## What the exercise asks
State, as a number alone, how many lines of the entries contain the word "message".

[Collected data]
########################################

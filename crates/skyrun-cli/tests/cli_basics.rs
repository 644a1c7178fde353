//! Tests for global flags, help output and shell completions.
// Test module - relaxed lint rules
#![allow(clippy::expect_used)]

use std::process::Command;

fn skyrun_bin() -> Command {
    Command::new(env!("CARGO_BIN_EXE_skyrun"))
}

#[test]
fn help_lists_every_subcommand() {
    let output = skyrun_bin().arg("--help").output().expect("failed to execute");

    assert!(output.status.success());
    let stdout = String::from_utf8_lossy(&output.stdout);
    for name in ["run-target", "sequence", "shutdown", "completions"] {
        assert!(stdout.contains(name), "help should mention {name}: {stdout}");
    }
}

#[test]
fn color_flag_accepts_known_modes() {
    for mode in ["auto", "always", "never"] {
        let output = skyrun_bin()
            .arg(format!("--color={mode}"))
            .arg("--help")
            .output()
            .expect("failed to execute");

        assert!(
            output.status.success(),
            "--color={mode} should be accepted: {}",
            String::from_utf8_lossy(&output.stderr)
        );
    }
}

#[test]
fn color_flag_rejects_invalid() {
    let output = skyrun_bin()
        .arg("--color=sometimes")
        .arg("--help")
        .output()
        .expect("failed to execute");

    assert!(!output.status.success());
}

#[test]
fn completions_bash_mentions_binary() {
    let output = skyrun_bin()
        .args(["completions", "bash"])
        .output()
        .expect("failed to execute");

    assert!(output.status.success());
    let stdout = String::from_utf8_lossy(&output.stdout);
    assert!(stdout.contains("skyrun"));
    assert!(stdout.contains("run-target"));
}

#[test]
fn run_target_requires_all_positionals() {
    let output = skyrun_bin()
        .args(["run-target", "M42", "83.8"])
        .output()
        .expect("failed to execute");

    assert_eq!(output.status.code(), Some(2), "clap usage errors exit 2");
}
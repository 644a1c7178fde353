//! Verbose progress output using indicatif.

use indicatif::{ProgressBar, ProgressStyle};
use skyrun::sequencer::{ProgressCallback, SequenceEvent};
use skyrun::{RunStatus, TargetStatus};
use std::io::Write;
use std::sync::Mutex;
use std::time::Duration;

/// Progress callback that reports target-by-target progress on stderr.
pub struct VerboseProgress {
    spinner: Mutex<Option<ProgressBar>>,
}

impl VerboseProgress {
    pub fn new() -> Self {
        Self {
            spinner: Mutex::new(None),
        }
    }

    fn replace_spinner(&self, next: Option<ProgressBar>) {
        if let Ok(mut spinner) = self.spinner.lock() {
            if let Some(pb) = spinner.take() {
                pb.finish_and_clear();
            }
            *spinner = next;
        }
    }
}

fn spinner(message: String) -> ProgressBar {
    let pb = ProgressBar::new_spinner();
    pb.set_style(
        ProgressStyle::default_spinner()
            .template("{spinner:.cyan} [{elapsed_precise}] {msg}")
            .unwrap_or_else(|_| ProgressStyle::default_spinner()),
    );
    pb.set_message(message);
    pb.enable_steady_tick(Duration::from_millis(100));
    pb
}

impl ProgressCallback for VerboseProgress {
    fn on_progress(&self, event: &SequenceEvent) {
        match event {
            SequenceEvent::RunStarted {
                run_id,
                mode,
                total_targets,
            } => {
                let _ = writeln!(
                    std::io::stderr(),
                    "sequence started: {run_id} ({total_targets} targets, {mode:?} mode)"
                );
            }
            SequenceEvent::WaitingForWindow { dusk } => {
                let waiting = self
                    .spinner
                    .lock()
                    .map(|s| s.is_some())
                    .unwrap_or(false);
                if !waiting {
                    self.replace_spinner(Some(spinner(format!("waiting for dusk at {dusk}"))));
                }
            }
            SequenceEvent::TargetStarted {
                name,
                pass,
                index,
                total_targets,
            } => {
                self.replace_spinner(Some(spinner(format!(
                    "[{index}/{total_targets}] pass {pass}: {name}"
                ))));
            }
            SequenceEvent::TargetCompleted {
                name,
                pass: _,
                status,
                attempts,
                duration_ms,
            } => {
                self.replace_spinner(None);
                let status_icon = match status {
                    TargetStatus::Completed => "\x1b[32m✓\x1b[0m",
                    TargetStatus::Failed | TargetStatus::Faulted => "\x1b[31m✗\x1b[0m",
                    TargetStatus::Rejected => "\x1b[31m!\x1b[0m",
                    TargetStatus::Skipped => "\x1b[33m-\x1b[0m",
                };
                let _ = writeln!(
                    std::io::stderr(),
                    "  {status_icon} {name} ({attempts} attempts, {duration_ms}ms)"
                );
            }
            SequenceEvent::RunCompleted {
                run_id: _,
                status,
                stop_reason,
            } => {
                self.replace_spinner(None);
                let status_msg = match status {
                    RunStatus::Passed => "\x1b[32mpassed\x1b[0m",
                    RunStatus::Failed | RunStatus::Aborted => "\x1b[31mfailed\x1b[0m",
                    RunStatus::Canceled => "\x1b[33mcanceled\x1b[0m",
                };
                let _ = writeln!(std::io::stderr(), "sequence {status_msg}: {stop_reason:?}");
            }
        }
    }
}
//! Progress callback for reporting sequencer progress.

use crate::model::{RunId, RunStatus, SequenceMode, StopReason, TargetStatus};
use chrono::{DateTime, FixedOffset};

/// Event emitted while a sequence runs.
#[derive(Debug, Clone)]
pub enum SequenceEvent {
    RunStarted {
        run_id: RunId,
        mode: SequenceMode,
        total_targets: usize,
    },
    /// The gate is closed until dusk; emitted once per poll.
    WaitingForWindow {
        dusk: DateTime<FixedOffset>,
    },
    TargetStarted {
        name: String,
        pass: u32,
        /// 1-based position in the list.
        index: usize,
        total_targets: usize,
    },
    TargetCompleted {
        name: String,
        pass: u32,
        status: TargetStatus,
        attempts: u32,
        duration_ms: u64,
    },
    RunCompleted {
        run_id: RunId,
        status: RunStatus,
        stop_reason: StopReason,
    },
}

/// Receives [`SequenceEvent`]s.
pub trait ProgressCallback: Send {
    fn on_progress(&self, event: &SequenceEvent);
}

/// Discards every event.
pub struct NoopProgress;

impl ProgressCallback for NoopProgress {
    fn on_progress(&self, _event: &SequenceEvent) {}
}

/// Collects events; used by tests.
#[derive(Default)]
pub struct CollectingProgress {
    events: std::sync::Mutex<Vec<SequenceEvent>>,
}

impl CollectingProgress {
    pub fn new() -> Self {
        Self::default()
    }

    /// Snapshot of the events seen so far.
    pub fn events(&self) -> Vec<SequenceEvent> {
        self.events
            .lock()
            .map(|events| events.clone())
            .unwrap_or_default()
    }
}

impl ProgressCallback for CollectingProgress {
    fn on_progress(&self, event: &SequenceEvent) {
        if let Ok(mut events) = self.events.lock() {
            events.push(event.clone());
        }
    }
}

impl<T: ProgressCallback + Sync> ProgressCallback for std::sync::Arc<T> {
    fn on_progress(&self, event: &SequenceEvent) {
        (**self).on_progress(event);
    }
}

########################################

## Your solution
2